The European and Mediterranean Plant Protection Organization (EPPO) states that the most effective mitigation strategy is to impose “strict phytosanitary measures on imported host plant material and to maintain vigilance in orchards and nurseries”, as well as place plant import bans in high-risk countries13. In light of this guidance and the Precautionary Principle of Sustainable Development, we ask DAFM, as the Competent Authority for plant health in Ireland, to:

  1. Reinstate the Irish Provenance/Irish Origin requirements for Hawthorn in ACRES hedgerow planting and delay planting actions until the demand-supply gap is filled.
  2. Suspend imports of Hawthorn plants due to the potential risk of importing disease.
  3. Clarify how natural and cultural hedgerow heritage was assessed when deciding the Generic Contingency Plan’s alert status for Fireblight. If this was not assessed, raise the alert status and establish a Co-Ordination Group including ecologists to address all risks to Ireland’s hedgerows.
  4. Continue to promote funding for native tree nurseries under the Seed Stand & Seed Orchard Schemes plus the Investment Aid for the Development of the Forest Tree Nursery Sector Scheme.

Hedgerows Ireland CLG promotes the conservation and nature-friendly management of hedgerows. It is funded by the Irish Environmental Network and the Heritage Council.

An Taisce, as Ireland’s National Trust, advocates for sustainable planning and policy, delivers educational programmes, and preserves heritage properties and nature reserves for the Irish public.

The Environmental Pillar works to represent the views of 32 of Ireland’s leading environmental NGOs and is supported by the Department of Environment, Climate & Communications.

Endorsed by: sign and see the full list of signatures below.

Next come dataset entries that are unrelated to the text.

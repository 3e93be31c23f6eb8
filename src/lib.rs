//! lexvis renders animations that explain how a lexer and a parser see a program.
//!
//! Scenes are built from a few reusable components and animated with resumable tasks:
//!
//! - A [`CodeView`] shows a line of code with a selection cursor and stamps colored highlights
//! - A [`TokenStreamPlayer`] walks a hand-written token list across a code view
//! - A [`TreeGraph`] joins boxes with curved connectors and reveals or focuses them by index
//! - A [`Timeline`] plays tasks at a fixed frame rate; frames go to a PNG or a [`FrameSink`]
#![forbid(unsafe_code)]
#![deny(missing_docs)]

/// Resumable animation tasks and fixed-rate playback.
pub mod animation;
/// Fonts shared by measurement and rasterization.
pub mod assets;
/// Code views, token streams, boxes, connectors and graphs.
pub mod components;
/// Built-in storyboards and frame drivers.
pub mod demo;
/// Encoding sinks.
pub mod encode;
/// Colors, time, geometry helpers and errors.
pub mod foundation;
/// Scene to SVG to pixels.
pub mod render;
/// Arena scene graph.
pub mod scene;

pub use crate::animation::task::{BoxTask, Step, Task, all, lazy, sequence, tween, wait};
pub use crate::animation::timeline::Timeline;
pub use crate::components::bezier::{Connector, ConnectorStyle};
pub use crate::components::box_node::BoxNode;
pub use crate::components::code::{CodeView, Token};
pub use crate::components::tokenizer::{
    AnimatedToken, ImmediateToken, TokenList, TokenOffset, TokenStreamPlayer,
};
pub use crate::components::tree_graph::{Edge, EdgeLabel, TreeGraph};
pub use crate::demo::Demo;
pub use crate::encode::ffmpeg::{FfmpegSink, FfmpegSinkOpts};
pub use crate::encode::sink::{FrameSink, InMemorySink, SinkConfig};
pub use crate::foundation::color::{CodeColor, Color};
pub use crate::foundation::core::{Canvas, Fps, FrameIndex, Interval, Point};
pub use crate::foundation::error::{LexvisError, LexvisResult};
pub use crate::render::RenderSettings;
pub use crate::render::raster::{FrameRGBA, Rasterizer, save_png};
pub use crate::scene::node::NodeId;
pub use crate::scene::{Prop, Scene};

  1. DAFM (2023) Pest Risk Analysis Unit – Plant Pest Factsheets
  2.  DAFM (2023) Ireland’s Plant Health Generic Contingency Plan, Ver. 1, Dec. 2023
  3.  DAFM (2023) DAFM Plant Pest Factsheet: Erwinia amylovora Fireblight
  4.  McConalogue, C. (2024) Dáil Éireann Debate. Question 396, Wednesday 7th February 2024.
  5.  DAFM (2022) Agri-Climate Rural Environment Scheme (ACRES) Specification for Tranche 1
  6.  DAFM (2023) ACRES Circular No. 27 of 2023, Amendment to Planting a New Hedgerow specification for Tranche 1, Tranche 2 and NPIs
  7.  Flynn Furney Environmental Consultants (2022). County Kildare Hedgerow Survey 2022, Kildare County Council.
  8.  Peil, A. et al. (2009) Improvement of Fire Blight Resistance in Apple and Pear. International J. of Plant Breeding.
  9.  Hedgerows Ireland (2016) Minutes from Meeting with DAFM over Hedgerow Measures in GLAS.
  10.  Donnelly, M. (2015) GLAS in numbers: 90,000 bird boxes and 1,300km of hedgerows, Agriland.
  11.  Roache, M. (2023) Hedgerows and ACRES requirements, Teagasc.
  12.  Irish Statute Book (1964) S.I. No. 19/1964 – Fire Blight Disease Order, 1964.
  13.  EPPO (2024) EPPO Datasheet: Erwinia amylovora. (accessed 2024-02-12).
  14.  Teagasc (2020) Commercial Apple Production, Fact Sheet, Horticulture 03, V1.